If a line of the data below holds the word "true", list it.

* **ENTRIES SUPPLIED**:
-=-=-

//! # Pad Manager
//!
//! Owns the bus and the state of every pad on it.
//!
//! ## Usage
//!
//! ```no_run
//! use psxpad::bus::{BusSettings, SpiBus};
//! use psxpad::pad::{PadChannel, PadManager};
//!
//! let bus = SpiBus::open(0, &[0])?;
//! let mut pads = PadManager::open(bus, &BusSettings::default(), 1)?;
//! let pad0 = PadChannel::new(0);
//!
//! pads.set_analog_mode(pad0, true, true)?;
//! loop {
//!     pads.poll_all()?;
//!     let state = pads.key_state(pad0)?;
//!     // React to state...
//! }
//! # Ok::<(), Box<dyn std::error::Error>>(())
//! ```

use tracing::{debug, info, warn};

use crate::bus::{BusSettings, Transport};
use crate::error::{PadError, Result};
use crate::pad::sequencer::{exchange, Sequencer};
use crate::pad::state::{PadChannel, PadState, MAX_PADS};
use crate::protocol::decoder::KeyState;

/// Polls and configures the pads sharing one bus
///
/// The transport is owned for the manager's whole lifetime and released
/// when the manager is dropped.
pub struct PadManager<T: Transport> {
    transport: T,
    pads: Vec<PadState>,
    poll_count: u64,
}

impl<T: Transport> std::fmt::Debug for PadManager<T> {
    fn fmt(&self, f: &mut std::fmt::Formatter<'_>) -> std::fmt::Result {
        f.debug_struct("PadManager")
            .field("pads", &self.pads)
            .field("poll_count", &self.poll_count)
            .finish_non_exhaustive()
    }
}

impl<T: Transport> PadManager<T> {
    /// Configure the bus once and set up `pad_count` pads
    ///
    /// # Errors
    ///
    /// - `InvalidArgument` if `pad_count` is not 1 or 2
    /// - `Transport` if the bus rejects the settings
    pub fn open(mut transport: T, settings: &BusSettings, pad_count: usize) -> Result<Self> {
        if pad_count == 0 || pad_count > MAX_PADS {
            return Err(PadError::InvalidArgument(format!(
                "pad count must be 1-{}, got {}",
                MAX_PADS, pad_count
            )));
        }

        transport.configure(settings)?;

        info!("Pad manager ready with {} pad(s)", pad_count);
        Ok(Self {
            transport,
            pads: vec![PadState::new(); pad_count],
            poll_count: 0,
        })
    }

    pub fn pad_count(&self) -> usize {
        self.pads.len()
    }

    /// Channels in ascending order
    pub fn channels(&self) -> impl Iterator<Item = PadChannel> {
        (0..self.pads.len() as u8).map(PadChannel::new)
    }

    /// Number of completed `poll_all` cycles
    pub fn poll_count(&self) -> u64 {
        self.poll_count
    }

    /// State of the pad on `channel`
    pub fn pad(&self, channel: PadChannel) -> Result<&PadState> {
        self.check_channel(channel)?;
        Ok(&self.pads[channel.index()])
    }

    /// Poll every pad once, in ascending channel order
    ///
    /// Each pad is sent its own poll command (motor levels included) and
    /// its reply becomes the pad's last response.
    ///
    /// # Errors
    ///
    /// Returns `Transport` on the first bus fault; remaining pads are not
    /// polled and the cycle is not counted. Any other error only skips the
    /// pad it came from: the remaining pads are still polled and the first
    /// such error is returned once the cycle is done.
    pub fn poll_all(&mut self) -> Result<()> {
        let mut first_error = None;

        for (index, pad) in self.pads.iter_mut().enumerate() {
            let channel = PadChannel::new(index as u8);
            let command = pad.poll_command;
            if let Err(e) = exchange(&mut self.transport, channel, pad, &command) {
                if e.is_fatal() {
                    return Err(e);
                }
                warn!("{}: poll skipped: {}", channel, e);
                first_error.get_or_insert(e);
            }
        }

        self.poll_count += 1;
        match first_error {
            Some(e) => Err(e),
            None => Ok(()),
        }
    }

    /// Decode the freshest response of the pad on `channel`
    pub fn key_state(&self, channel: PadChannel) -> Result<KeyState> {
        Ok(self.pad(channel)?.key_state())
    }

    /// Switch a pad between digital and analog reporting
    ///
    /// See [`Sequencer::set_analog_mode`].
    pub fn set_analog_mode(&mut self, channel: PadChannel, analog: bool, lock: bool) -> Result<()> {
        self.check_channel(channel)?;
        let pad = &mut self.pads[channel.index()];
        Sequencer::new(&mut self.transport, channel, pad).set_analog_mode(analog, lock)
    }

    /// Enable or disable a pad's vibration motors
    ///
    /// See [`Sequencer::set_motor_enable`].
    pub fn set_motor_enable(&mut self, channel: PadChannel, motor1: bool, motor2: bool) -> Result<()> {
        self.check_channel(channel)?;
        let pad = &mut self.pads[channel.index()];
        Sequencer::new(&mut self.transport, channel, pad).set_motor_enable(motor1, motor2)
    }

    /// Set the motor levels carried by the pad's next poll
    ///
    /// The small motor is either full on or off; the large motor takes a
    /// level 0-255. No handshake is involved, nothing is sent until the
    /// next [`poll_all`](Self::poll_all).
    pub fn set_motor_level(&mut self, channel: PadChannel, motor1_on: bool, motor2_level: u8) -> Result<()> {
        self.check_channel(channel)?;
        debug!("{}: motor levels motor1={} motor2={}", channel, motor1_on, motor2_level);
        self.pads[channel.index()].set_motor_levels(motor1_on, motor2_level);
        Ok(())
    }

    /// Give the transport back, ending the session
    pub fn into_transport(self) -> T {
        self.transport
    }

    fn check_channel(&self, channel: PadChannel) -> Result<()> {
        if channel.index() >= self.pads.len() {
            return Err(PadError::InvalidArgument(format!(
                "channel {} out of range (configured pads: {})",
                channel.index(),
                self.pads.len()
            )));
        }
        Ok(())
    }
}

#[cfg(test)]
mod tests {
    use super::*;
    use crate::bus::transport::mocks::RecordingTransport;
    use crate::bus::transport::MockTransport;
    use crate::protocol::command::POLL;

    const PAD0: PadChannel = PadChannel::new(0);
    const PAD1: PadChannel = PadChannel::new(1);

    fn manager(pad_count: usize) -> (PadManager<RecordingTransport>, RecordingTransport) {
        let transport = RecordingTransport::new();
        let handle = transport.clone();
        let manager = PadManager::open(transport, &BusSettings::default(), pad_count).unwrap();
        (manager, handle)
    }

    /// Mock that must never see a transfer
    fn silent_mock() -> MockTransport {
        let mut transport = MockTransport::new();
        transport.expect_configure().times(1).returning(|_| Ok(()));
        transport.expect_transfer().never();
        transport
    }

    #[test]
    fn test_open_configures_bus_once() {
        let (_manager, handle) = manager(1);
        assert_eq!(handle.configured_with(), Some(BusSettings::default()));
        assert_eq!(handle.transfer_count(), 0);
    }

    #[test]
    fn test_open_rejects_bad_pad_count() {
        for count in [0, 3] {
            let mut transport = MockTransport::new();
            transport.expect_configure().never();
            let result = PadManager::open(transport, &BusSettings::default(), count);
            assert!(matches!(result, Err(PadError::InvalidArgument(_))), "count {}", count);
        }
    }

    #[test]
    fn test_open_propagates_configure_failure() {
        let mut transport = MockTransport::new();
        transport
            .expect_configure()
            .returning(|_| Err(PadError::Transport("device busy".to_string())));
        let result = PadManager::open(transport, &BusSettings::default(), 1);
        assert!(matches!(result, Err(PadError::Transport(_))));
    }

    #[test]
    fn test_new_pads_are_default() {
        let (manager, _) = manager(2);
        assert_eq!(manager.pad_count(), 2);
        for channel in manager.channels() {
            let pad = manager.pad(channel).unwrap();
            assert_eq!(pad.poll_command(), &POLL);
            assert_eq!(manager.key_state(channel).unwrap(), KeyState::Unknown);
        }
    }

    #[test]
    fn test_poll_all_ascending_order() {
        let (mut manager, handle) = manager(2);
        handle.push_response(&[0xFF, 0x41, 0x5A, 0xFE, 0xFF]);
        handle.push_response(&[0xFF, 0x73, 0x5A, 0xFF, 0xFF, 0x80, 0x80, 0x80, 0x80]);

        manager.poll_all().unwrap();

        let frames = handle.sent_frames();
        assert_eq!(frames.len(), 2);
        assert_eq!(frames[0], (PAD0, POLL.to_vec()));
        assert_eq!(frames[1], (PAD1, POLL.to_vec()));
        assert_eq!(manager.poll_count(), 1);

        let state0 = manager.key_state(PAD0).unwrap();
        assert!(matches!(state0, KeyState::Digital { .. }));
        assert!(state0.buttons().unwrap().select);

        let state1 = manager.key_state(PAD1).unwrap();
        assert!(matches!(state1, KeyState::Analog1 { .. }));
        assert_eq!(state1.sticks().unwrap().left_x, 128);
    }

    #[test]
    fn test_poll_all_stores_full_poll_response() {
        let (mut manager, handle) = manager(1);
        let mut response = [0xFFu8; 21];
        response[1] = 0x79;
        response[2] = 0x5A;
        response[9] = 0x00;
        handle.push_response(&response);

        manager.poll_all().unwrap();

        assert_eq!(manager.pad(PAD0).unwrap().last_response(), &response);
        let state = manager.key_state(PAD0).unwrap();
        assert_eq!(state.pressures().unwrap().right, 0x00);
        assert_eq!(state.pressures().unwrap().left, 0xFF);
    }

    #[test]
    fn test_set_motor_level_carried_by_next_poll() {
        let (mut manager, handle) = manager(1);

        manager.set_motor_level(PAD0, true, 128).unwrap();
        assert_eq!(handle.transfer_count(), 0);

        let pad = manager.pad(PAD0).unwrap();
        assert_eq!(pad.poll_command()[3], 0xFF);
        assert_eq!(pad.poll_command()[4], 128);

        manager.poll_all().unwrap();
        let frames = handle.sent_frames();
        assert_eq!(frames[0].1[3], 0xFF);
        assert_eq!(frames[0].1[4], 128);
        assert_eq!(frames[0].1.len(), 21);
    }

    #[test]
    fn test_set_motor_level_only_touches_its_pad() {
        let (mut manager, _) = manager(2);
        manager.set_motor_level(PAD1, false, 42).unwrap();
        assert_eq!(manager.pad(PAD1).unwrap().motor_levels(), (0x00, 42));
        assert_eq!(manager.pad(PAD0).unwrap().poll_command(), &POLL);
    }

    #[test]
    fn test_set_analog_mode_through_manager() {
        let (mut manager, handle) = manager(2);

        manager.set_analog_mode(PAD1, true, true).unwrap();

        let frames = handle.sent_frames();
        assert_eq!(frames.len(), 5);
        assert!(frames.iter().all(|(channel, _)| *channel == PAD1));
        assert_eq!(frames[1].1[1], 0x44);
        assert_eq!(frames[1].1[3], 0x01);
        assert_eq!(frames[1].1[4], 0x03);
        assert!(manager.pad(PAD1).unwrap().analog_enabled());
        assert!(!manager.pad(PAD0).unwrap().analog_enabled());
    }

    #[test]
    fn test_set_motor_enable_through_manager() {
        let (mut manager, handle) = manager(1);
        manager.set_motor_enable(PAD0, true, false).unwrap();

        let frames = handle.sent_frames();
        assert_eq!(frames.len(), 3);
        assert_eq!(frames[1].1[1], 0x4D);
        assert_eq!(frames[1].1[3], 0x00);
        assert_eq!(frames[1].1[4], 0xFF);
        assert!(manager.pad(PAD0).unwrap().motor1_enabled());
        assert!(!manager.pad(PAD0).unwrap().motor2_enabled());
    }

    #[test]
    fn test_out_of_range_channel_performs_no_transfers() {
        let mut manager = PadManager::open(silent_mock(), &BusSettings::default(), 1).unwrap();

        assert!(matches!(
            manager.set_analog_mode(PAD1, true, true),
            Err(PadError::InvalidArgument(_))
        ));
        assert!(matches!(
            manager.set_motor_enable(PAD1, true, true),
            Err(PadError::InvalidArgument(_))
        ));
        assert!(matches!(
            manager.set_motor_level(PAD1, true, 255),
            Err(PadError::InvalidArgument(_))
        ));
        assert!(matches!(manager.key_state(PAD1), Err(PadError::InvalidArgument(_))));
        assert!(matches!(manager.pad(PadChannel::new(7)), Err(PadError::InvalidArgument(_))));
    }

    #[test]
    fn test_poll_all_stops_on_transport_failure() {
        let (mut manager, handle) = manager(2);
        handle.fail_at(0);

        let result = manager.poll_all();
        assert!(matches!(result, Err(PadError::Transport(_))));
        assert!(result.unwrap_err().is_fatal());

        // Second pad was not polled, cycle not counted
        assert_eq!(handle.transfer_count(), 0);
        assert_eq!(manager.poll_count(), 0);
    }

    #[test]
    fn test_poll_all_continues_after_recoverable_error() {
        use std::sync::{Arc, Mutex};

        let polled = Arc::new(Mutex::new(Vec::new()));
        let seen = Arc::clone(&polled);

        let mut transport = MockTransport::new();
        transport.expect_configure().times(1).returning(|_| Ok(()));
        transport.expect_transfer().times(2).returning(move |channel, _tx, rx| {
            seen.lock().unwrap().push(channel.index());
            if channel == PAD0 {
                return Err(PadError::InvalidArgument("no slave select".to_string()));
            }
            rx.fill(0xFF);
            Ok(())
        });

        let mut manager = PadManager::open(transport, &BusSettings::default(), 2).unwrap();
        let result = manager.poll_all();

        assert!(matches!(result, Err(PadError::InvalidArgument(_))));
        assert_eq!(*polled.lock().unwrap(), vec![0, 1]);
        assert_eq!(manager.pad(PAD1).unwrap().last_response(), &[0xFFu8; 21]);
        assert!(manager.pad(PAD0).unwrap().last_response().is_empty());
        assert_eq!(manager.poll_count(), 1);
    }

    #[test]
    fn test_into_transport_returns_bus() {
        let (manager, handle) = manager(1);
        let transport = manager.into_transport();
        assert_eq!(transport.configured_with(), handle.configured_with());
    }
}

-=-=-

* **TASK OUTPUT**:
//! pads.set_analog_mode(pad0, true, true)?;
        manager.set_motor_level(PAD0, true, 128).unwrap();
        manager.set_analog_mode(PAD1, true, true).unwrap();
        manager.set_motor_enable(PAD0, true, false).unwrap();
            manager.set_analog_mode(PAD1, true, true),
            manager.set_motor_enable(PAD1, true, true),
            manager.set_motor_level(PAD1, true, 255),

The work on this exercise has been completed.